+++ Supplied entries
//! Relevance filtering of merged results.
//!
//! Fallback broadens a search from "this exact movie" to "anything titled
//! like it", so the merged set can contain releases of other movies. The
//! IMDb title filter removes the ones that are provably irrelevant.

use std::sync::Arc;
use std::time::Duration;

use once_cell::sync::Lazy;
use regex_lite::Regex;
use tokio::task::JoinHandle;
use tracing::{debug, warn};

use crate::adapter::{ReleaseRecord, SearchRequest};
use crate::aggregator::deduplicate;
use crate::metadata::{ResolutionError, TitleLookup};

/// Characters that adapters commonly drop or mangle in release names.
static UNSAFE_CHARS: Lazy<Regex> = Lazy::new(|| Regex::new(r#"[:;,!?'"]"#).unwrap());
static WHITESPACE: Lazy<Regex> = Lazy::new(|| Regex::new(r"\s+").unwrap());
static DIGITS: Lazy<Regex> = Lazy::new(|| Regex::new(r"\d+").unwrap());

/// Outcome of filtering.
#[derive(Debug, Clone)]
pub struct FilteredResults {
    /// Surviving records, in input order.
    pub records: Vec<ReleaseRecord>,
    /// Number of input records dropped.
    pub removed: usize,
    /// Set when titles could not be resolved and unresolved records were
    /// kept unfiltered.
    pub degraded: Option<ResolutionError>,
}

impl FilteredResults {
    fn unchanged(records: Vec<ReleaseRecord>) -> Self {
        Self {
            records,
            removed: 0,
            degraded: None,
        }
    }
}

/// A per-request result filter.
#[derive(Debug)]
pub enum ResultFilter {
    /// Returns its input unchanged.
    NoOp,
    /// Filters by resolved IMDb id and title.
    ImdbTitle(ImdbTitleFilter),
}

impl ResultFilter {
    /// Filter `records`, waiting at most `budget` for title resolution if it
    /// has not happened yet.
    pub async fn filter_results(
        &self,
        records: Vec<ReleaseRecord>,
        budget: Duration,
    ) -> FilteredResults {
        match self {
            ResultFilter::NoOp => FilteredResults::unchanged(records),
            ResultFilter::ImdbTitle(filter) => filter.filter_results(records, budget).await,
        }
    }

    /// Start title resolution in the background so it overlaps the adapter
    /// queries. The outcome is memoized for [`filter_results`](Self::filter_results).
    pub fn prefetch(&self, budget: Duration) -> Option<JoinHandle<()>> {
        match self {
            ResultFilter::NoOp => None,
            ResultFilter::ImdbTitle(filter) => filter.prefetch(budget),
        }
    }
}

/// Keeps records matched to the requested IMDb id, drops records matched to a
/// different one, and keeps unmatched records only if their title contains a
/// known title of the requested movie.
#[derive(Debug)]
pub struct ImdbTitleFilter {
    request: SearchRequest,
    titles: Arc<TitleLookup>,
}

#[derive(Debug, Clone, Copy, PartialEq, Eq)]
enum Match {
    Perfect,
    Wrong,
    Unresolved,
}

impl ImdbTitleFilter {
    pub fn new(request: SearchRequest, titles: Arc<TitleLookup>) -> Self {
        Self { request, titles }
    }

    fn prefetch(&self, budget: Duration) -> Option<JoinHandle<()>> {
        if self.titles.is_resolved() {
            return None;
        }
        let titles = Arc::clone(&self.titles);
        Some(tokio::spawn(async move {
            // Failures are memoized and logged by the lookup
            let _ = titles.resolve(budget).await;
        }))
    }

    async fn filter_results(&self, records: Vec<ReleaseRecord>, budget: Duration) -> FilteredResults {
        let total = records.len();
        let wanted = self.request.imdb_id().and_then(parse_imdb_digits);
        if wanted.is_none() && records.iter().any(|r| r.imdb.is_some()) {
            warn!(
                imdb_id = ?self.request.imdb_id(),
                "Unparsable IMDb id, filtering by title only"
            );
        }

        let classified: Vec<(Match, ReleaseRecord)> = records
            .into_iter()
            .map(|r| {
                let class = match (wanted, r.imdb) {
                    (Some(wanted), Some(id)) if id == wanted => Match::Perfect,
                    (Some(_), Some(_)) => Match::Wrong,
                    _ => Match::Unresolved,
                };
                (class, r)
            })
            .collect();

        let has_unresolved = classified.iter().any(|(c, _)| *c == Match::Unresolved);
        let mut degraded = None;
        let variants = if has_unresolved {
            match self.titles.resolve(budget).await {
                Ok(titles) => Some(title_variants(&titles.all())),
                Err(e) => {
                    warn!(error = %e, "Title filter degraded, keeping unresolved records");
                    degraded = Some(e);
                    None
                }
            }
        } else {
            None
        };

        let kept: Vec<ReleaseRecord> = classified
            .into_iter()
            .filter(|(class, record)| match class {
                Match::Perfect => true,
                Match::Wrong => false,
                Match::Unresolved => match &variants {
                    Some(variants) if !variants.is_empty() => title_matches(&record.title, variants),
                    _ => true,
                },
            })
            .map(|(_, record)| record)
            .collect();

        let records = deduplicate(kept);
        let removed = total - records.len();
        debug!(total, kept = records.len(), removed, "Title filter applied");

        FilteredResults {
            records,
            removed,
            degraded,
        }
    }
}

/// Extract the numeric part of an IMDb id (`tt0111161` -> 111161).
fn parse_imdb_digits(imdb_id: &str) -> Option<u64> {
    DIGITS.find(imdb_id)?.as_str().parse().ok()
}

/// Lowercase, without the unsafe characters, whitespace collapsed.
fn normalize_title(title: &str) -> String {
    let cleaned = UNSAFE_CHARS.replace_all(title, "");
    WHITESPACE
        .replace_all(cleaned.trim(), " ")
        .to_lowercase()
}

/// Lowercase matching variants for each title: dotted, underscored, spaced.
fn title_variants(titles: &[&str]) -> Vec<String> {
    let mut variants: Vec<String> = Vec::new();
    for title in titles {
        let cleaned = normalize_title(title);
        if cleaned.is_empty() {
            continue;
        }
        for variant in [
            cleaned.replace(' ', "."),
            cleaned.replace(' ', "_"),
            cleaned,
        ] {
            if !variants.contains(&variant) {
                variants.push(variant);
            }
        }
    }
    variants
}

/// The record title goes through the same cleanup as the variants.
fn title_matches(title: &str, variants: &[String]) -> bool {
    let title = normalize_title(title);
    variants.iter().any(|v| title.contains(v.as_str()))
}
++++++
■ What is required ■
Find the line containing "dotted, underscored, spaced." in the material above. Print it and every line after it through the end, exactly and only those.

■ Output for this exercise ■
/// Lowercase matching variants for each title: dotted, underscored, spaced.
fn title_variants(titles: &[&str]) -> Vec<String> {
    let mut variants: Vec<String> = Vec::new();
    for title in titles {
        let cleaned = normalize_title(title);
        if cleaned.is_empty() {
            continue;
        }
        for variant in [
            cleaned.replace(' ', "."),
            cleaned.replace(' ', "_"),
            cleaned,
        ] {
            if !variants.contains(&variant) {
                variants.push(variant);
            }
        }
    }
    variants
}

/// The record title goes through the same cleanup as the variants.
fn title_matches(title: &str, variants: &[String]) -> bool {
    let title = normalize_title(title);
    variants.iter().any(|v| title.contains(v.as_str()))
}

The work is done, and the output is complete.